A highlight of the tour was seeing the different types of buildings around the city and hearing about the stories behind each of them. On a quiet street round the back of the Old Town is The Three Brothers, which are three of the oldest houses in Riga, each house with different backgrounds and architecture. The three houses range from a Gothic approach with renaissance touches to a Baroque style. It is quite a clash of different architectural approaches alongside each other and it makes for some good photos!
A landmark of Riga is a sculpture consisting of four animals on top of each other – a donkey, dog, cat and rooster. This was a gift given to Riga by its twin city, Bremen, in 1990. It is believed that touching the rooster’s head will bring you luck.
The tour is a nice way to really get to know the history of the city, taking you along some old cobbled streets and pointing out some fun and interesting stories. The end of the tour is where the guide sits you down at his mate’s pub and answers any questions you may have and offers you a nice deal at the bar. A great way to finish off the walking tour!
The Rest of Riga
After finishing the tour, head to the Freedom Monument, which honours soldiers killed during the Latvian War of Independence (1918-20). Around the area of the monument is the Bastejkalna Parks, a small area of greenery with a nice small river flowing through. Its quite a pretty sight in the centre of town.
Take a short walk along the river towards the Riga Central Market, near the train station. This is a busy and buzzing market where locals do their grocery shop. One of the largest structures in Riga, this area has been included in the UNESCO World Heritage site along with Old Riga. The market is based in 5 large airplane hangers that used to house German Zeppelins during first world war. The market sells fresh meat, fruits, vegetables and fantastic locally made breads and pastries.
The Neoclassic and Art deco style gives this market a very unique feel and its quite an experience walking around these large buildings and picking out some pumpkin biscuits!
Art Nouveau District
For a complete change of scene, head north from the market and towards Alberta Iela, where you will find buildings all part of the Art Nouveau architecture. Slick and feeling like you were somewhere in Brussels, this approach started before the mid 19th century. Riga was in the middle of a financial boom and the lifting of a ban from building outside the City walls meant the start of the construction of a very different style. Pop into the Art Noveau Museum to find out more about the main architect behind this style.
Cafes, Restaurants and Bars
What was surprising about Riga was the number of quiet cafes and independent restaurants dotted around town. The best way to start your day is at Mitte Cafe, a small ‘hipster’ cafe, with great coffee and interesting porridge. I am still not sure what kind of grain or porridge it was, but it was filling and delicious.
Another great breakfast option is a Miera Iela Cafe. This is situated on the same street as the Laima Chocolate museum, this place is quiet and offers a great breakfast selection of delicious pancakes!

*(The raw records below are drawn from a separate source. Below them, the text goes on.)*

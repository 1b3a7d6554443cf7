//! Ask command handler.
//!
//! Routes a question to the best-matching document and, unless told not
//! to, generates an answer from that document.

use super::engine::Engine;
use super::print_json;
use clap::Args;
use docmatch_core::{config::AppConfig, AppResult};
use docmatch_knowledge::{generate_answer, Answer, Retrieval};
use docmatch_prompt::{load_prompt, ANSWER_PROMPT_ID};

/// Ask a question against the documentation
#[derive(Args, Debug)]
pub struct AskCommand {
    /// The question to ask
    #[arg(required = true, num_args = 1..)]
    pub question: Vec<String>,

    /// Only report the matched document, skip answer generation
    #[arg(long)]
    pub no_answer: bool,

    /// Output as JSON
    #[arg(long)]
    pub json: bool,
}

impl AskCommand {
    pub async fn execute(&self, config: &AppConfig) -> AppResult<()> {
        tracing::info!("Executing ask command");
        tracing::debug!("Ask command options: {:?}", self);

        let question = self.question.join(" ");
        let engine = Engine::from_config(config)?;

        let retrieval = engine.retriever.answer_question(&question).await?;

        let answer = match &retrieval.document {
            Some(_) if !self.no_answer => {
                let prompt = load_prompt(&config.workspace, ANSWER_PROMPT_ID)?;
                Some(
                    generate_answer(
                        engine.client.as_ref(),
                        &prompt,
                        &config.model,
                        &question,
                        &retrieval.content,
                    )
                    .await?,
                )
            }
            _ => None,
        };

        if self.json {
            self.print_json_output(&question, &retrieval, answer.as_ref())
        } else {
            self.print_text_output(&retrieval, answer.as_ref());
            Ok(())
        }
    }

    fn print_json_output(
        &self,
        question: &str,
        retrieval: &Retrieval,
        answer: Option<&Answer>,
    ) -> AppResult<()> {
        let output = serde_json::json!({
            "question": question,
            "document": retrieval.document,
            "score": retrieval.score,
            "queryKeywords": retrieval.query_keywords,
            "answer": answer.map(|a| &a.answer),
            "certainty": answer.map(|a| a.certainty),
            "model": answer.map(|a| &a.model),
        });
        print_json(&output)
    }

    fn print_text_output(&self, retrieval: &Retrieval, answer: Option<&Answer>) {
        let Some(document) = retrieval.document.as_deref() else {
            println!("No matching document found.");
            if !retrieval.query_keywords.is_empty() {
                println!("Suggested tags for a new document: {}", retrieval.query_keywords);
            }
            return;
        };

        match answer {
            Some(answer) => {
                println!("{}", answer.answer);
                println!();
                println!("Source: {} (certainty {:.1})", document, answer.certainty);
            }
            None => {
                println!("Matched document: {}", document);
                if let Some(score) = retrieval.score {
                    println!(
                        "Shared keywords: {} ({:.0}% of the question)",
                        score.matches,
                        score.ratio * 100.0
                    );
                }
            }
        }
    }
}
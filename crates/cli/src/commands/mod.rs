//! Command handlers for the docmatch CLI.
//!
//! This module organizes all CLI commands into separate submodules.

pub mod ask;
pub mod docs;
pub mod engine;
pub mod feedback;
pub mod suggestions;

// Re-export command types for convenience
pub use ask::AskCommand;
pub use docs::DocsCommand;
pub use feedback::FeedbackCommand;
pub use suggestions::SuggestionsCommand;

use docmatch_core::AppResult;
use serde::Serialize;

/// Print a value as pretty JSON on stdout.
pub(crate) fn print_json<T: Serialize + ?Sized>(value: &T) -> AppResult<()> {
    println!("{}", serde_json::to_string_pretty(value)?);
    Ok(())
}
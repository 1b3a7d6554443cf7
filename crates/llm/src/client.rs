//! LLM client abstraction and request/response types.

use docmatch_core::AppResult;
use serde::{Deserialize, Serialize};

/// LLM completion request.
#[derive(Debug, Clone, Serialize, Deserialize)]
pub struct LlmRequest {
    /// The prompt text to send to the LLM
    pub prompt: String,

    /// Model identifier (e.g., "llama3.2")
    pub model: String,

    /// Maximum tokens to generate
    #[serde(skip_serializing_if = "Option::is_none")]
    pub max_tokens: Option<u32>,

    /// Temperature for sampling (0.0 - 2.0)
    #[serde(skip_serializing_if = "Option::is_none")]
    pub temperature: Option<f32>,

    /// System prompt (optional)
    #[serde(skip_serializing_if = "Option::is_none")]
    pub system: Option<String>,
}

impl LlmRequest {
    /// Create a new LLM request with required fields.
    pub fn new(prompt: impl Into<String>, model: impl Into<String>) -> Self {
        Self {
            prompt: prompt.into(),
            model: model.into(),
            max_tokens: None,
            temperature: None,
            system: None,
        }
    }

    /// Set the maximum tokens to generate.
    pub fn with_max_tokens(mut self, max_tokens: u32) -> Self {
        self.max_tokens = Some(max_tokens);
        self
    }

    /// Set the temperature for sampling.
    pub fn with_temperature(mut self, temperature: f32) -> Self {
        self.temperature = Some(temperature);
        self
    }

    /// Set the system prompt.
    pub fn with_system(mut self, system: impl Into<String>) -> Self {
        self.system = Some(system.into());
        self
    }
}

/// LLM completion response.
#[derive(Debug, Clone, Serialize, Deserialize)]
pub struct LlmResponse {
    /// The generated text
    pub content: String,

    /// Model that generated the response
    pub model: String,

    /// Usage statistics
    #[serde(default)]
    pub usage: LlmUsage,
}

/// Token usage statistics.
#[derive(Debug, Clone, Serialize, Deserialize, Default)]
pub struct LlmUsage {
    #[serde(default)]
    pub prompt_tokens: u32,

    #[serde(default)]
    pub completion_tokens: u32,

    #[serde(default)]
    pub total_tokens: u32,
}

impl LlmUsage {
    /// Create usage stats from prompt and completion token counts.
    pub fn new(prompt_tokens: u32, completion_tokens: u32) -> Self {
        Self {
            prompt_tokens,
            completion_tokens,
            total_tokens: prompt_tokens + completion_tokens,
        }
    }
}

/// Trait for text generators.
///
/// Output carries no structural guarantee. Callers may reissue the same
/// request on failure.
#[async_trait::async_trait]
pub trait LlmClient: Send + Sync {
    /// Get the provider name (e.g., "ollama", "mock").
    fn provider_name(&self) -> &str;

    /// Perform a non-streaming completion.
    async fn complete(&self, request: &LlmRequest) -> AppResult<LlmResponse>;
}

#[cfg(test)]
mod tests {
    use super::*;

    #[test]
    fn test_request_builder() {
        let request = LlmRequest::new("Summarize", "llama3.2")
            .with_temperature(0.1)
            .with_max_tokens(256)
            .with_system("Be terse");

        assert_eq!(request.prompt, "Summarize");
        assert_eq!(request.temperature, Some(0.1));
        assert_eq!(request.max_tokens, Some(256));
        assert_eq!(request.system.as_deref(), Some("Be terse"));
    }

    #[test]
    fn test_usage_totals() {
        let usage = LlmUsage::new(12, 30);
        assert_eq!(usage.total_tokens, 42);
    }
}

There were cafes and coffee shops everywhere but two that stood out were Parunasim Cafe and Robert Books. The first is hidden in a side street near The Three Brothers, where you enter via a courtyard. It is a very cosy and warm place, serving great lunches and offering a very homey feel. It is the kind of place you can sit at with a fire and looking out the windows as snow falls outside.
Robert’s Books is a small book store, also hidden via a small courtyard. This is a cute bookstore allowing people to read and enjoy some tea and coffees, away from the cold!
Dinning options are not lacking in Riga. Tourist will head to places like the Lido or Folkkclubs for local and traditional food. But if you are looking for something different then head to Galerija Istaba, a shop with a small restaurant on top. The open area allows you to look down into the shop which sells some quirky and interesting goods. The restaurant keeps it simple and only offers you four options: fish, beef, chicken or pork. While you wait for your surprise dish, freshly grilled bread is served with a selection of dips and a large bowl of salad. This all pairs off well with the beef dish I ordered and a nice glass of wine! Perfectly delicious and exciting, as the mystery unfolds! Finish your evening off with some cake and coffee at Mute. I didn’t get to dine here but heard great reviews.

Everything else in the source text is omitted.